What you will do
Scanning the entries below, copy every line that contains the word "UaTimestamps".

Stored data entries
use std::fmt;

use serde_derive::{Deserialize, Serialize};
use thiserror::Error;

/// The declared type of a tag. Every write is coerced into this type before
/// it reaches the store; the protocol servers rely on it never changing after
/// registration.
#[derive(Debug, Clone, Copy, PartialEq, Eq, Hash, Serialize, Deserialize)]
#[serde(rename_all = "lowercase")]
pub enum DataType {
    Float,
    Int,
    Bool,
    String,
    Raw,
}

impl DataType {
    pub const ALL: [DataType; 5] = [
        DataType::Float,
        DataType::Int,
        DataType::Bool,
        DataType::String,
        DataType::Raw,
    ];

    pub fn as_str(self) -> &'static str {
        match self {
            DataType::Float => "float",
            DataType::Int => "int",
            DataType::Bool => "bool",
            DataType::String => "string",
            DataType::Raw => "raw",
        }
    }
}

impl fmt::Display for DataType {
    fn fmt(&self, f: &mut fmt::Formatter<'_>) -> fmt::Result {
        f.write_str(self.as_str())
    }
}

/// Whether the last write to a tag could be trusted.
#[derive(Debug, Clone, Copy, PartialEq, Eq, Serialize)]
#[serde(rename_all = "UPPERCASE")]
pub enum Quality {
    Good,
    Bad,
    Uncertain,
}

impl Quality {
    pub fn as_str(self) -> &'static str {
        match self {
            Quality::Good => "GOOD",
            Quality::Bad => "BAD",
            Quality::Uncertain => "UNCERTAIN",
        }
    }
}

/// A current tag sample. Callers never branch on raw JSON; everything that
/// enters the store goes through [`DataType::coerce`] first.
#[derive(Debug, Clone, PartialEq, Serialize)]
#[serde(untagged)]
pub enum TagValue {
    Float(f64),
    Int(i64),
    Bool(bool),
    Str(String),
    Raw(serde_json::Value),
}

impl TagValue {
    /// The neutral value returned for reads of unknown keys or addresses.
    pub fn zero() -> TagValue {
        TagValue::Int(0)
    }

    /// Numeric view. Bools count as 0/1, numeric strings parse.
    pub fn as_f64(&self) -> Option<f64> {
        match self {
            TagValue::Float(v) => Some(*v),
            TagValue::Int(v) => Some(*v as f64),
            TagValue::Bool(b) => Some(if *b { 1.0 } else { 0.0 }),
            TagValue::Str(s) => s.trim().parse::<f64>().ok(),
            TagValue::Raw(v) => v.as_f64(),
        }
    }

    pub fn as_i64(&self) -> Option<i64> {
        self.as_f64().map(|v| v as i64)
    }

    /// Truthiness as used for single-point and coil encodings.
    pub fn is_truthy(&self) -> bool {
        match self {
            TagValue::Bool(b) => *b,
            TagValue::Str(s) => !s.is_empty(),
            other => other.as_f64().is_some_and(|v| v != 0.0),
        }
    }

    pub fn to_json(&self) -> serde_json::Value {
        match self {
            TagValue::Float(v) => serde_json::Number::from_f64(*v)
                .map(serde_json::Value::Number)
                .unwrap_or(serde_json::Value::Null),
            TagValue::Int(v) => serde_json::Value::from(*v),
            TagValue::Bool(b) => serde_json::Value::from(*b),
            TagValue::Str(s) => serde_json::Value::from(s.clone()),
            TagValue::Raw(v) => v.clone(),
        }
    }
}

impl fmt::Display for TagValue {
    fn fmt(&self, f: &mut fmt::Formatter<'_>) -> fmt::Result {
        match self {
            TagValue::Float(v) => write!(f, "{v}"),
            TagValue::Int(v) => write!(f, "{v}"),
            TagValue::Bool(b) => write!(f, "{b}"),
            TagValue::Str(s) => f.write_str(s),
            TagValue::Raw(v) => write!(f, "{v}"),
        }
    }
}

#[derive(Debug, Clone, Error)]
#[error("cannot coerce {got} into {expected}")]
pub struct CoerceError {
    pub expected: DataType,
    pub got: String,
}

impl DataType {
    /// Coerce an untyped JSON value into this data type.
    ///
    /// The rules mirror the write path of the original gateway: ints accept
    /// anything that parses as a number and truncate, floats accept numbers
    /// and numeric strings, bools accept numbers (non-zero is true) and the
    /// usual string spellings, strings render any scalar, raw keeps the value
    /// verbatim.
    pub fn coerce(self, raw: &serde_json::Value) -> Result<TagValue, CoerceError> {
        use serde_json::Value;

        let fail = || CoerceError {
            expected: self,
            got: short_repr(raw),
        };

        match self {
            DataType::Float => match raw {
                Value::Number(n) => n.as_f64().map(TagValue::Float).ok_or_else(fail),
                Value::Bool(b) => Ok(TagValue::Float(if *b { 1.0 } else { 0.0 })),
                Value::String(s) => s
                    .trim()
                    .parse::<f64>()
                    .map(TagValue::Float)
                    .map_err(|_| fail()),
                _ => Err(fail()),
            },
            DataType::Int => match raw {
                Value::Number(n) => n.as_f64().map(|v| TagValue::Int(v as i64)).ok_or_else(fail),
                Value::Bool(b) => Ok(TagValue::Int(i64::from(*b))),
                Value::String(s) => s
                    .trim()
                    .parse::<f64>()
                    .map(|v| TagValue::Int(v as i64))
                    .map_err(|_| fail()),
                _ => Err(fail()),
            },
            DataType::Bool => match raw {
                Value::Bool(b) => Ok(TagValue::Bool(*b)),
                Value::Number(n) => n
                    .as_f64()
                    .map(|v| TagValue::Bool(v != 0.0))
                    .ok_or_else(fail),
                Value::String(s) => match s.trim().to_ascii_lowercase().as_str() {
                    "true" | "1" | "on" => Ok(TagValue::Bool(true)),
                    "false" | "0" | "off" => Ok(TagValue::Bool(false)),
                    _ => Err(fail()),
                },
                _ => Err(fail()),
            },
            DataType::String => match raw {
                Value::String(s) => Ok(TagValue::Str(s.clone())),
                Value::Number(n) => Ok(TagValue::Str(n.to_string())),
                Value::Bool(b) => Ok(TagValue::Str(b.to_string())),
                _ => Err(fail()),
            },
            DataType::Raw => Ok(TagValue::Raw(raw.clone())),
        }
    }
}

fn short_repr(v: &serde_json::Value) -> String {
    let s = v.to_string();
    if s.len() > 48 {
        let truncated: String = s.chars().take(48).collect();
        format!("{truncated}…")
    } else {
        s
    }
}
---
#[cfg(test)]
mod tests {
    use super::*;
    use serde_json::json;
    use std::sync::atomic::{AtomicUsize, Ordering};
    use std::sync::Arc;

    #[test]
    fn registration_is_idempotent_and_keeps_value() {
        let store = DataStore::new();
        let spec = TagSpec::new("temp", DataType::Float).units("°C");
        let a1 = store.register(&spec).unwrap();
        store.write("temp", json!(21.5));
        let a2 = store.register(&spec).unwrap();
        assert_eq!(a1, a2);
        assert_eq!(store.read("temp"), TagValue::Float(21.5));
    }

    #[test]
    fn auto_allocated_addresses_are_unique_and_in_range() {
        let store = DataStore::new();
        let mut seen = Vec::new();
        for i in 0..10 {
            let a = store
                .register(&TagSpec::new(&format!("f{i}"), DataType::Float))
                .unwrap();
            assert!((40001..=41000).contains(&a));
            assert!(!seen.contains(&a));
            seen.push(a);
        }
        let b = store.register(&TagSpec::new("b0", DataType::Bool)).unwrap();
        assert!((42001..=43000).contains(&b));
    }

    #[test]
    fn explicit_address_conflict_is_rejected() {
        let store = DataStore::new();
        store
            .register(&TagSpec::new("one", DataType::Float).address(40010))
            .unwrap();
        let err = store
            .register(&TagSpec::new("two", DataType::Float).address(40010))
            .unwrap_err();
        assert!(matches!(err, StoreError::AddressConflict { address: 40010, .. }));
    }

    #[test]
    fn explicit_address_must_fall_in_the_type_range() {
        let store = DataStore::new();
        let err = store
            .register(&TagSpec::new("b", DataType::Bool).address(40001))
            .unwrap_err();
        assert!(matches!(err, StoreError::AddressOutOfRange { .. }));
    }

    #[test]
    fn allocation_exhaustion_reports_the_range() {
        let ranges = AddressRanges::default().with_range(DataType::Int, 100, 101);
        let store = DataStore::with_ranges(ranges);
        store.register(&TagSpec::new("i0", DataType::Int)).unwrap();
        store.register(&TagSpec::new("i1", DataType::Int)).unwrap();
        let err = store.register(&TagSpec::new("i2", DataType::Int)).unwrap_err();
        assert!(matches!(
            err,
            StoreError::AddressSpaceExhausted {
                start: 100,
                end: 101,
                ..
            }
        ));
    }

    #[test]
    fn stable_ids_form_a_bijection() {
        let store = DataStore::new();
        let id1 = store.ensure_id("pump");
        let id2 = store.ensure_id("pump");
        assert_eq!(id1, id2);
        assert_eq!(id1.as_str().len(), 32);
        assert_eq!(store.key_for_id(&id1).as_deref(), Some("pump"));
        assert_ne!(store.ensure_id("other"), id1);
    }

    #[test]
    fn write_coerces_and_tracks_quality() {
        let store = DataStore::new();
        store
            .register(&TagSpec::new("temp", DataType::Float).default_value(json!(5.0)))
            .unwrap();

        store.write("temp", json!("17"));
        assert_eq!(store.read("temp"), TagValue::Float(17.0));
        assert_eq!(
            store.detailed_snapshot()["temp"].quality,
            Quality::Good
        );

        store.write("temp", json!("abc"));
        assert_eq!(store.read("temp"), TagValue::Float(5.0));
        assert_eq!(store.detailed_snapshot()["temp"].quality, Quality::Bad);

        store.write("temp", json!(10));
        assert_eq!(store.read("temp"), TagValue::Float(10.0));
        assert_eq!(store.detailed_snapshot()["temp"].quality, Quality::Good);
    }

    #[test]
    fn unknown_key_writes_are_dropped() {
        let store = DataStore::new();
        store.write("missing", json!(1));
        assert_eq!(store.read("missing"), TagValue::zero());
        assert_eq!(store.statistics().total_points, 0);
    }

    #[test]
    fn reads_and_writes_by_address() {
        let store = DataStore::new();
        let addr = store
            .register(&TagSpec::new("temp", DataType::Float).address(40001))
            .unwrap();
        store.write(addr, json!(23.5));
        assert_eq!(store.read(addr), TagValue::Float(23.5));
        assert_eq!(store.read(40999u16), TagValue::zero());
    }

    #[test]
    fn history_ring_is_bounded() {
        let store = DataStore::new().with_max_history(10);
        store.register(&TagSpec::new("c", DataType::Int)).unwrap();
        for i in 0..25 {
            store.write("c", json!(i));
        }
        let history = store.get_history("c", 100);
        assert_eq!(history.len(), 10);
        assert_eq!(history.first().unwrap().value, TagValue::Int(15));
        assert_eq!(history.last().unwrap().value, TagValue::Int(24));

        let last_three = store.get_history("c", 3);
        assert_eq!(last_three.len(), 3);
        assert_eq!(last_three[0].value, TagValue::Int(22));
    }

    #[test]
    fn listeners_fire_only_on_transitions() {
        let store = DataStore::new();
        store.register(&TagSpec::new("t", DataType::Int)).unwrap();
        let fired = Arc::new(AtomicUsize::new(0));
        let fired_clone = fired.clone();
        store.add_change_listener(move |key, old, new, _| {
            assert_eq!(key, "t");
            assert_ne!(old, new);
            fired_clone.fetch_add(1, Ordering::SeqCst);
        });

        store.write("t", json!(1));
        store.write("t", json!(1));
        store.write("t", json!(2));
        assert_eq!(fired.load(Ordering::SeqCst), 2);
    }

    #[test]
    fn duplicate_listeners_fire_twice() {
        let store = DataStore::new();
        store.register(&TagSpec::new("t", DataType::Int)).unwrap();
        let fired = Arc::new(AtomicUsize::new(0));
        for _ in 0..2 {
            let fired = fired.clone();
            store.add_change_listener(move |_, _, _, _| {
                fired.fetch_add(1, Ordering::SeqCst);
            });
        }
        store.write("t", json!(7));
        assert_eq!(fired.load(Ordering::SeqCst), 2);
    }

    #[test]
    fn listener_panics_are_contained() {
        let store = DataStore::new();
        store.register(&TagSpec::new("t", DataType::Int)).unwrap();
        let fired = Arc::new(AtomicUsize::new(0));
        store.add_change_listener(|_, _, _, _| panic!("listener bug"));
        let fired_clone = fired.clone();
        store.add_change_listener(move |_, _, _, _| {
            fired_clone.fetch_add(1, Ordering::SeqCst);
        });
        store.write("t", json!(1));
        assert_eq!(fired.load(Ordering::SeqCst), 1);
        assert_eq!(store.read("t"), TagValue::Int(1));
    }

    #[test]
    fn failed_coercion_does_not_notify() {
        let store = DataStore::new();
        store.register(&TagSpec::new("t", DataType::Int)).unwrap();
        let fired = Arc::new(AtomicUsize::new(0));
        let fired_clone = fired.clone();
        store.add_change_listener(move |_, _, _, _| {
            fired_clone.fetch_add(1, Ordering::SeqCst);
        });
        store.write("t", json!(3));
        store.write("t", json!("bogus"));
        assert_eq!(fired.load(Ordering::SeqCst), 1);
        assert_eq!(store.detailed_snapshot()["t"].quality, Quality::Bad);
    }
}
==
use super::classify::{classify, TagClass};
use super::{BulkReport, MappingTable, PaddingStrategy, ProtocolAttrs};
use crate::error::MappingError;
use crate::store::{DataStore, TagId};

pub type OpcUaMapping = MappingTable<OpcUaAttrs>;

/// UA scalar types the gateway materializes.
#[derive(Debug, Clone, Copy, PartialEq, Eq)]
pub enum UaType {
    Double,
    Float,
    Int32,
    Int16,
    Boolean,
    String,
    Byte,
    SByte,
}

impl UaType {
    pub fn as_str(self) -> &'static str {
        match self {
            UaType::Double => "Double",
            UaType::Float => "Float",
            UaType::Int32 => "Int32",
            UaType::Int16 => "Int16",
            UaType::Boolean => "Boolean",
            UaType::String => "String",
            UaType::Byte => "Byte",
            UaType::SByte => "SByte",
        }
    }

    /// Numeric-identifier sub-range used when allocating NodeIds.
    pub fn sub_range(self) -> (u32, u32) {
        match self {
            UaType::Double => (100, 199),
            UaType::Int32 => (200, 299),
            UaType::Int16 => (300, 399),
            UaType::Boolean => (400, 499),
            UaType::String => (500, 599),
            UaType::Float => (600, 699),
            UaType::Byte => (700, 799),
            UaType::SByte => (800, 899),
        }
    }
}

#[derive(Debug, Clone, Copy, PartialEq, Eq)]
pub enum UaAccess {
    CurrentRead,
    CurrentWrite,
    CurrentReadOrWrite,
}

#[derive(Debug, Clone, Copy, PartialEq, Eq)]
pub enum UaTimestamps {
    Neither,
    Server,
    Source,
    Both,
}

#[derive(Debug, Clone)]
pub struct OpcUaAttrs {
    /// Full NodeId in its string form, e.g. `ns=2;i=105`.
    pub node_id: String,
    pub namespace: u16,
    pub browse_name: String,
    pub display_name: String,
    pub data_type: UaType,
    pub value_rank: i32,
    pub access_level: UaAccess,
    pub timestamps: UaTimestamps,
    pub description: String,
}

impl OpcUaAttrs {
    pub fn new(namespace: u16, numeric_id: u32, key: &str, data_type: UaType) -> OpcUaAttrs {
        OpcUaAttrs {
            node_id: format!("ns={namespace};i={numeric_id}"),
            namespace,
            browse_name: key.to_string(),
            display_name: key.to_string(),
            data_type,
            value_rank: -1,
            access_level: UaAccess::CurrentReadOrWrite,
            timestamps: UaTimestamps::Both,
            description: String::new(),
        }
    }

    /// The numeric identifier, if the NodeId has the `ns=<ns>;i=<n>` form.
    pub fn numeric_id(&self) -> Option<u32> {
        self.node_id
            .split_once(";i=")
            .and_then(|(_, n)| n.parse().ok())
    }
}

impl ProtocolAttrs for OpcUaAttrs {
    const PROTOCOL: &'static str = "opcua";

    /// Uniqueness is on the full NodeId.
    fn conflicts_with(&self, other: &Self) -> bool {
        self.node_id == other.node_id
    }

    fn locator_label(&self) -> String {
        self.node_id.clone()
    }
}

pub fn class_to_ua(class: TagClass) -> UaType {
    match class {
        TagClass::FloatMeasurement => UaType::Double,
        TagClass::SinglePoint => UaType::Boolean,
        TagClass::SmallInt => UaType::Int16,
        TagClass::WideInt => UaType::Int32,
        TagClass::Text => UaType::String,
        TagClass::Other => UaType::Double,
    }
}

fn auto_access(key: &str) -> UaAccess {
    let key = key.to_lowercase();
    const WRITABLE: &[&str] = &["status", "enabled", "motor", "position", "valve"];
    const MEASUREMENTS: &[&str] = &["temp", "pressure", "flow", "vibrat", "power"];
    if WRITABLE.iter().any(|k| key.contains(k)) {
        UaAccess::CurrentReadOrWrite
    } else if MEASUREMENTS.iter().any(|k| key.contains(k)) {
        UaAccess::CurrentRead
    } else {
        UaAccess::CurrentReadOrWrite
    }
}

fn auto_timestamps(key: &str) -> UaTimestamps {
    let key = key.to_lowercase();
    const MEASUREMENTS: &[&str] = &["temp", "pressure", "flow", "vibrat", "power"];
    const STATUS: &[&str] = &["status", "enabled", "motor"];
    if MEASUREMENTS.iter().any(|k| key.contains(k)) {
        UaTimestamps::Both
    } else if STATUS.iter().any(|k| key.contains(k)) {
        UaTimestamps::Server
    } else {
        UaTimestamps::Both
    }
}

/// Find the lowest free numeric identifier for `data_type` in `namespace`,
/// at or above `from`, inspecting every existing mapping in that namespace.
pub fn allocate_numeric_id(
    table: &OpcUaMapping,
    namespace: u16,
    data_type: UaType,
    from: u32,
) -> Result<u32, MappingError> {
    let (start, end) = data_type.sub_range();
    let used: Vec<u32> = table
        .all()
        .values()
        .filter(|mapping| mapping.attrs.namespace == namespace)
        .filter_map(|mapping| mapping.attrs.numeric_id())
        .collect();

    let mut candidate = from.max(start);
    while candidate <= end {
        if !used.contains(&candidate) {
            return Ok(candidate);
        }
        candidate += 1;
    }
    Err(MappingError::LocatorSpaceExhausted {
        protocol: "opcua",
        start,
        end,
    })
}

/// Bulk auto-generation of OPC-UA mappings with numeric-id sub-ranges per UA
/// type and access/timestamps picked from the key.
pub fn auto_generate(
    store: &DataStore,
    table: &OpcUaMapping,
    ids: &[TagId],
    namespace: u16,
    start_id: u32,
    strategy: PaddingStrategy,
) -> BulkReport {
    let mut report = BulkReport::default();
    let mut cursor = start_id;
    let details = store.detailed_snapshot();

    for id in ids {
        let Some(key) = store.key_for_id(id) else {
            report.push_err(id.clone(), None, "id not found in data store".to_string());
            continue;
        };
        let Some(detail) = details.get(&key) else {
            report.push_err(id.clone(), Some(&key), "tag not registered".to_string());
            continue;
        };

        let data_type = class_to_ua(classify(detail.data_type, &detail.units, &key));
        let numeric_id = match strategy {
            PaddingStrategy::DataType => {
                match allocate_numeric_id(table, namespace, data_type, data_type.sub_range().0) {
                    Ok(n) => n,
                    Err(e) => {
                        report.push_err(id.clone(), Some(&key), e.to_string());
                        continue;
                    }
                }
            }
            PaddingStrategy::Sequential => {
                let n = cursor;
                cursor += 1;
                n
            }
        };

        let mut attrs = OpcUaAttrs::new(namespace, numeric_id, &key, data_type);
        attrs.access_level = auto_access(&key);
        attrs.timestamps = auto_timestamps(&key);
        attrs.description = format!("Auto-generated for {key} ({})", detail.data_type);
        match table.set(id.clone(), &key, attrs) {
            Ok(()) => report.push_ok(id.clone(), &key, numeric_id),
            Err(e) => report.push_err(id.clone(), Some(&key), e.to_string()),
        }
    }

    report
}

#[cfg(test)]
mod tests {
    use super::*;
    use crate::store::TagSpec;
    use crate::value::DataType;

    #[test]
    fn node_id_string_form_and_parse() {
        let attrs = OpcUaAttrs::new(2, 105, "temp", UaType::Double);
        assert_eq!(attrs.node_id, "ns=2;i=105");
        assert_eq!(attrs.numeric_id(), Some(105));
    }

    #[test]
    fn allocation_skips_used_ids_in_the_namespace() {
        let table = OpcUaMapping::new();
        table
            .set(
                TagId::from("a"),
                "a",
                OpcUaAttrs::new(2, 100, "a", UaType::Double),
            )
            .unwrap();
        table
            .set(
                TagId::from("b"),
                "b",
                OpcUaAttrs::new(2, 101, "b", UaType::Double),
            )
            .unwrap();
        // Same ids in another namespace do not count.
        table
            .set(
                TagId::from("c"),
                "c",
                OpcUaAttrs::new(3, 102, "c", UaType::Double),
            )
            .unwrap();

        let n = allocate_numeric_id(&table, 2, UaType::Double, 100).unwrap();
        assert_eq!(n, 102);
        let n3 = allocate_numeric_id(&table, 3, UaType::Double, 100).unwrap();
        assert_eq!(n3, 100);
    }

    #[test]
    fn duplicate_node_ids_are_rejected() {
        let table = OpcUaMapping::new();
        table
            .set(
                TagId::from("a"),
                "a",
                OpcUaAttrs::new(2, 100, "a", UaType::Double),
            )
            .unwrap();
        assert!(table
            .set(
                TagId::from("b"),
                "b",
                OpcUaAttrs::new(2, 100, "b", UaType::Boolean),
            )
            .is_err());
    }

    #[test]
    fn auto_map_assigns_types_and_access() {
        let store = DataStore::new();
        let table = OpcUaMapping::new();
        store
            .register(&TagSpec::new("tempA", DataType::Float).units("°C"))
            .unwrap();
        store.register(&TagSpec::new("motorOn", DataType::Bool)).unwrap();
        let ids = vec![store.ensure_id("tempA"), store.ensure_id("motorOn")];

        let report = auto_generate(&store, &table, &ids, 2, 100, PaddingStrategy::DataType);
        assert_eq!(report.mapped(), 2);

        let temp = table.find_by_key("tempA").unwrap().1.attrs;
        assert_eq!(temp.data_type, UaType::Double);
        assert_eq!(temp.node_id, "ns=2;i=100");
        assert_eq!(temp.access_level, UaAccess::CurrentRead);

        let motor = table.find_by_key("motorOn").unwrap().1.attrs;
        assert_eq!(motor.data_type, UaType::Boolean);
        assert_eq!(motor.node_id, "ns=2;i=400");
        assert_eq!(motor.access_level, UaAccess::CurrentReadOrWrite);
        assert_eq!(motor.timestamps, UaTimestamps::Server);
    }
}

Result for this exercise
pub enum UaTimestamps {
    pub timestamps: UaTimestamps,
            timestamps: UaTimestamps::Both,
fn auto_timestamps(key: &str) -> UaTimestamps {
        UaTimestamps::Both
        UaTimestamps::Server
        UaTimestamps::Both
        assert_eq!(motor.timestamps, UaTimestamps::Server);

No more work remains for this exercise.